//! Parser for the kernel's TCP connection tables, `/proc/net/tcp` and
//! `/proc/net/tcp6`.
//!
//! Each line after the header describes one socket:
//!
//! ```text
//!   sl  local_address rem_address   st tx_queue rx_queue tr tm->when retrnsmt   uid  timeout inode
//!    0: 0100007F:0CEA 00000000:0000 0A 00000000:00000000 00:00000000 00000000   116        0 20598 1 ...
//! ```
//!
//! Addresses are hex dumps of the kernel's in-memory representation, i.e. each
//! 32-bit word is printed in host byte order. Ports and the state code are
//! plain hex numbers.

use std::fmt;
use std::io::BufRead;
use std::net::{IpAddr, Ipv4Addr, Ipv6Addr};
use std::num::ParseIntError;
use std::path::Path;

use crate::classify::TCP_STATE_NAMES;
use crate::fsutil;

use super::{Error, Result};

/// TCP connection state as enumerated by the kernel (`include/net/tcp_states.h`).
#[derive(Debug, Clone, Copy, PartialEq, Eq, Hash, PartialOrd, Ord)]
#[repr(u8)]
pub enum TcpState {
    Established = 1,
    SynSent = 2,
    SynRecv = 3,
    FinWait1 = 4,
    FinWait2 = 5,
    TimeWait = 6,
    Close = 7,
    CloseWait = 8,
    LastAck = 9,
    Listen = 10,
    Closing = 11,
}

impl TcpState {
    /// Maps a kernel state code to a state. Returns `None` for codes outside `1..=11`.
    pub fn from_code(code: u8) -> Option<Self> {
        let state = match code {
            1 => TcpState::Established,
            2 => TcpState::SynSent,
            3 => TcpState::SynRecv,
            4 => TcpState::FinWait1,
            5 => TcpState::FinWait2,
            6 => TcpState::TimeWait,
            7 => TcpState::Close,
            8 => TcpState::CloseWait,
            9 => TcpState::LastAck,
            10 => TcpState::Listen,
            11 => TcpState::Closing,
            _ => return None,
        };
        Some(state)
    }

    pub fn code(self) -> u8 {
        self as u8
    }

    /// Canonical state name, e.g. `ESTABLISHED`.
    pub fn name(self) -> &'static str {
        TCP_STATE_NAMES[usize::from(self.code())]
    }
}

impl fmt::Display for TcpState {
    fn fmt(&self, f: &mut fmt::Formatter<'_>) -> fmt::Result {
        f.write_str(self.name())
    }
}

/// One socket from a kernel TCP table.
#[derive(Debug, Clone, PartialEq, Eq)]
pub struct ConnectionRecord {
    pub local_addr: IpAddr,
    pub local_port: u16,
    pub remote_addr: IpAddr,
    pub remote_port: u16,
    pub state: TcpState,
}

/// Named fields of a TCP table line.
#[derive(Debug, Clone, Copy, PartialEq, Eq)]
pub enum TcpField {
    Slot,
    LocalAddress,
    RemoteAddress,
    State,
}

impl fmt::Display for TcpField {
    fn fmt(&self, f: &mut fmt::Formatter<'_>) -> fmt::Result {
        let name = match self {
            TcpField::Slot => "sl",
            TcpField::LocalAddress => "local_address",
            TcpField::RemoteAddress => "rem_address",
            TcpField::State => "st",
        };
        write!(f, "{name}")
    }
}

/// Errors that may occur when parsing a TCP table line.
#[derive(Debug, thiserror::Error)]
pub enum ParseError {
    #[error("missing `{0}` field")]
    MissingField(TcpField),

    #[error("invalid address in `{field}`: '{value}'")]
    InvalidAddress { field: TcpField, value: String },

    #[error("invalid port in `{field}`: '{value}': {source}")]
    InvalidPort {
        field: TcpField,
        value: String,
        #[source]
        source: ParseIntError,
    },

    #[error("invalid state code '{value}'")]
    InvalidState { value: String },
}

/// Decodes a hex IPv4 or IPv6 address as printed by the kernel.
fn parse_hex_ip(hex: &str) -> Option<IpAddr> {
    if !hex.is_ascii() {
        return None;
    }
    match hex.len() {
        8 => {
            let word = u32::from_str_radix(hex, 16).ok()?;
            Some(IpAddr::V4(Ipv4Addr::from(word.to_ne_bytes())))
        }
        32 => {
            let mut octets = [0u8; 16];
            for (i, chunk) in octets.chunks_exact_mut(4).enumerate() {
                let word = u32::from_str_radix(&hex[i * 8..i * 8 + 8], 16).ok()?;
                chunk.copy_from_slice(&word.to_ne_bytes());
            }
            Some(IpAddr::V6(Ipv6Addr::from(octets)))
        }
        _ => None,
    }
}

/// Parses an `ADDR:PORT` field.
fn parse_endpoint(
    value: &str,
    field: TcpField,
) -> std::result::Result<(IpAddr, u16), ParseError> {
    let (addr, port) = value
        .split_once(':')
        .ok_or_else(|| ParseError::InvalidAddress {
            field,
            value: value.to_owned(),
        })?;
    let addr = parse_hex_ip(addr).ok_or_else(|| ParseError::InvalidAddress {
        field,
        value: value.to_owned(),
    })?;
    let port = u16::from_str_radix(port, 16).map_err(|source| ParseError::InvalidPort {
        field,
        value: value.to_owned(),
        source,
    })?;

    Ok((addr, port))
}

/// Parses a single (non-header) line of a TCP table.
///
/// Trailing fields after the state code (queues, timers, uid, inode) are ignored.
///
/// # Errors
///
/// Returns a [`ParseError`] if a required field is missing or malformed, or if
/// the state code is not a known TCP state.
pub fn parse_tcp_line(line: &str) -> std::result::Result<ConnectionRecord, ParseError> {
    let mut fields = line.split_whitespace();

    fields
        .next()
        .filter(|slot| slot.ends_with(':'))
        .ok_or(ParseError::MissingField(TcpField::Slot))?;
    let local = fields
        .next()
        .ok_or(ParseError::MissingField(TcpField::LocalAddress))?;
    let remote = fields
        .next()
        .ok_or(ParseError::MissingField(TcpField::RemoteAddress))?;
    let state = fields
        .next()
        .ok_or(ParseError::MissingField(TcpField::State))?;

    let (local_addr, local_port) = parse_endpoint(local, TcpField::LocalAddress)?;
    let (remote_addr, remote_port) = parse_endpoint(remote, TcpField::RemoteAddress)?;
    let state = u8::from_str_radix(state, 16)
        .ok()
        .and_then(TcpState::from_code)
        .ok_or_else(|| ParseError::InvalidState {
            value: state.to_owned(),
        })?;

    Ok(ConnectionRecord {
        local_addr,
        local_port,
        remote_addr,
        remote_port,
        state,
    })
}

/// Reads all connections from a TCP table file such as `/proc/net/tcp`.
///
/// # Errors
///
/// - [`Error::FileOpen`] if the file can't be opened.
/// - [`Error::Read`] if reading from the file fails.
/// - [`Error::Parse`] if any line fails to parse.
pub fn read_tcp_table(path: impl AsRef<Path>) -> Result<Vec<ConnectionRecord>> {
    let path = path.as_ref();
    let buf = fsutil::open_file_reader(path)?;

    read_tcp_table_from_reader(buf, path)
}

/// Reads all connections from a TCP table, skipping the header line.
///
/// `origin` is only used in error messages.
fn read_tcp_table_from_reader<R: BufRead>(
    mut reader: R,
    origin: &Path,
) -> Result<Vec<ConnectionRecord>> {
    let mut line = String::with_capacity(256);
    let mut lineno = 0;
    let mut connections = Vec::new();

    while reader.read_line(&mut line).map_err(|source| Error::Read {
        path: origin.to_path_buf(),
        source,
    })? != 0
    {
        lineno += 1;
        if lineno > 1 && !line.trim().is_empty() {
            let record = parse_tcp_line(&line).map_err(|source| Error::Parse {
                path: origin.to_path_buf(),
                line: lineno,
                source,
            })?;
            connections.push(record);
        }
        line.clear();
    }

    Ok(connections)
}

....................

-- Work item --
The full set of entries above needs to be restated word for word.

-- Expected answer --
//! Parser for the kernel's TCP connection tables, `/proc/net/tcp` and
//! `/proc/net/tcp6`.
//!
//! Each line after the header describes one socket:
//!
//! ```text
//!   sl  local_address rem_address   st tx_queue rx_queue tr tm->when retrnsmt   uid  timeout inode
//!    0: 0100007F:0CEA 00000000:0000 0A 00000000:00000000 00:00000000 00000000   116        0 20598 1 ...
//! ```
//!
//! Addresses are hex dumps of the kernel's in-memory representation, i.e. each
//! 32-bit word is printed in host byte order. Ports and the state code are
//! plain hex numbers.

use std::fmt;
use std::io::BufRead;
use std::net::{IpAddr, Ipv4Addr, Ipv6Addr};
use std::num::ParseIntError;
use std::path::Path;

use crate::classify::TCP_STATE_NAMES;
use crate::fsutil;

use super::{Error, Result};

/// TCP connection state as enumerated by the kernel (`include/net/tcp_states.h`).
#[derive(Debug, Clone, Copy, PartialEq, Eq, Hash, PartialOrd, Ord)]
#[repr(u8)]
pub enum TcpState {
    Established = 1,
    SynSent = 2,
    SynRecv = 3,
    FinWait1 = 4,
    FinWait2 = 5,
    TimeWait = 6,
    Close = 7,
    CloseWait = 8,
    LastAck = 9,
    Listen = 10,
    Closing = 11,
}

impl TcpState {
    /// Maps a kernel state code to a state. Returns `None` for codes outside `1..=11`.
    pub fn from_code(code: u8) -> Option<Self> {
        let state = match code {
            1 => TcpState::Established,
            2 => TcpState::SynSent,
            3 => TcpState::SynRecv,
            4 => TcpState::FinWait1,
            5 => TcpState::FinWait2,
            6 => TcpState::TimeWait,
            7 => TcpState::Close,
            8 => TcpState::CloseWait,
            9 => TcpState::LastAck,
            10 => TcpState::Listen,
            11 => TcpState::Closing,
            _ => return None,
        };
        Some(state)
    }

    pub fn code(self) -> u8 {
        self as u8
    }

    /// Canonical state name, e.g. `ESTABLISHED`.
    pub fn name(self) -> &'static str {
        TCP_STATE_NAMES[usize::from(self.code())]
    }
}

impl fmt::Display for TcpState {
    fn fmt(&self, f: &mut fmt::Formatter<'_>) -> fmt::Result {
        f.write_str(self.name())
    }
}

/// One socket from a kernel TCP table.
#[derive(Debug, Clone, PartialEq, Eq)]
pub struct ConnectionRecord {
    pub local_addr: IpAddr,
    pub local_port: u16,
    pub remote_addr: IpAddr,
    pub remote_port: u16,
    pub state: TcpState,
}

/// Named fields of a TCP table line.
#[derive(Debug, Clone, Copy, PartialEq, Eq)]
pub enum TcpField {
    Slot,
    LocalAddress,
    RemoteAddress,
    State,
}

impl fmt::Display for TcpField {
    fn fmt(&self, f: &mut fmt::Formatter<'_>) -> fmt::Result {
        let name = match self {
            TcpField::Slot => "sl",
            TcpField::LocalAddress => "local_address",
            TcpField::RemoteAddress => "rem_address",
            TcpField::State => "st",
        };
        write!(f, "{name}")
    }
}

/// Errors that may occur when parsing a TCP table line.
#[derive(Debug, thiserror::Error)]
pub enum ParseError {
    #[error("missing `{0}` field")]
    MissingField(TcpField),

    #[error("invalid address in `{field}`: '{value}'")]
    InvalidAddress { field: TcpField, value: String },

    #[error("invalid port in `{field}`: '{value}': {source}")]
    InvalidPort {
        field: TcpField,
        value: String,
        #[source]
        source: ParseIntError,
    },

    #[error("invalid state code '{value}'")]
    InvalidState { value: String },
}

/// Decodes a hex IPv4 or IPv6 address as printed by the kernel.
fn parse_hex_ip(hex: &str) -> Option<IpAddr> {
    if !hex.is_ascii() {
        return None;
    }
    match hex.len() {
        8 => {
            let word = u32::from_str_radix(hex, 16).ok()?;
            Some(IpAddr::V4(Ipv4Addr::from(word.to_ne_bytes())))
        }
        32 => {
            let mut octets = [0u8; 16];
            for (i, chunk) in octets.chunks_exact_mut(4).enumerate() {
                let word = u32::from_str_radix(&hex[i * 8..i * 8 + 8], 16).ok()?;
                chunk.copy_from_slice(&word.to_ne_bytes());
            }
            Some(IpAddr::V6(Ipv6Addr::from(octets)))
        }
        _ => None,
    }
}

/// Parses an `ADDR:PORT` field.
fn parse_endpoint(
    value: &str,
    field: TcpField,
) -> std::result::Result<(IpAddr, u16), ParseError> {
    let (addr, port) = value
        .split_once(':')
        .ok_or_else(|| ParseError::InvalidAddress {
            field,
            value: value.to_owned(),
        })?;
    let addr = parse_hex_ip(addr).ok_or_else(|| ParseError::InvalidAddress {
        field,
        value: value.to_owned(),
    })?;
    let port = u16::from_str_radix(port, 16).map_err(|source| ParseError::InvalidPort {
        field,
        value: value.to_owned(),
        source,
    })?;

    Ok((addr, port))
}

/// Parses a single (non-header) line of a TCP table.
///
/// Trailing fields after the state code (queues, timers, uid, inode) are ignored.
///
/// # Errors
///
/// Returns a [`ParseError`] if a required field is missing or malformed, or if
/// the state code is not a known TCP state.
pub fn parse_tcp_line(line: &str) -> std::result::Result<ConnectionRecord, ParseError> {
    let mut fields = line.split_whitespace();

    fields
        .next()
        .filter(|slot| slot.ends_with(':'))
        .ok_or(ParseError::MissingField(TcpField::Slot))?;
    let local = fields
        .next()
        .ok_or(ParseError::MissingField(TcpField::LocalAddress))?;
    let remote = fields
        .next()
        .ok_or(ParseError::MissingField(TcpField::RemoteAddress))?;
    let state = fields
        .next()
        .ok_or(ParseError::MissingField(TcpField::State))?;

    let (local_addr, local_port) = parse_endpoint(local, TcpField::LocalAddress)?;
    let (remote_addr, remote_port) = parse_endpoint(remote, TcpField::RemoteAddress)?;
    let state = u8::from_str_radix(state, 16)
        .ok()
        .and_then(TcpState::from_code)
        .ok_or_else(|| ParseError::InvalidState {
            value: state.to_owned(),
        })?;

    Ok(ConnectionRecord {
        local_addr,
        local_port,
        remote_addr,
        remote_port,
        state,
    })
}

/// Reads all connections from a TCP table file such as `/proc/net/tcp`.
///
/// # Errors
///
/// - [`Error::FileOpen`] if the file can't be opened.
/// - [`Error::Read`] if reading from the file fails.
/// - [`Error::Parse`] if any line fails to parse.
pub fn read_tcp_table(path: impl AsRef<Path>) -> Result<Vec<ConnectionRecord>> {
    let path = path.as_ref();
    let buf = fsutil::open_file_reader(path)?;

    read_tcp_table_from_reader(buf, path)
}

/// Reads all connections from a TCP table, skipping the header line.
///
/// `origin` is only used in error messages.
fn read_tcp_table_from_reader<R: BufRead>(
    mut reader: R,
    origin: &Path,
) -> Result<Vec<ConnectionRecord>> {
    let mut line = String::with_capacity(256);
    let mut lineno = 0;
    let mut connections = Vec::new();

    while reader.read_line(&mut line).map_err(|source| Error::Read {
        path: origin.to_path_buf(),
        source,
    })? != 0
    {
        lineno += 1;
        if lineno > 1 && !line.trim().is_empty() {
            let record = parse_tcp_line(&line).map_err(|source| Error::Parse {
                path: origin.to_path_buf(),
                line: lineno,
                source,
            })?;
            connections.push(record);
        }
        line.clear();
    }

    Ok(connections)
}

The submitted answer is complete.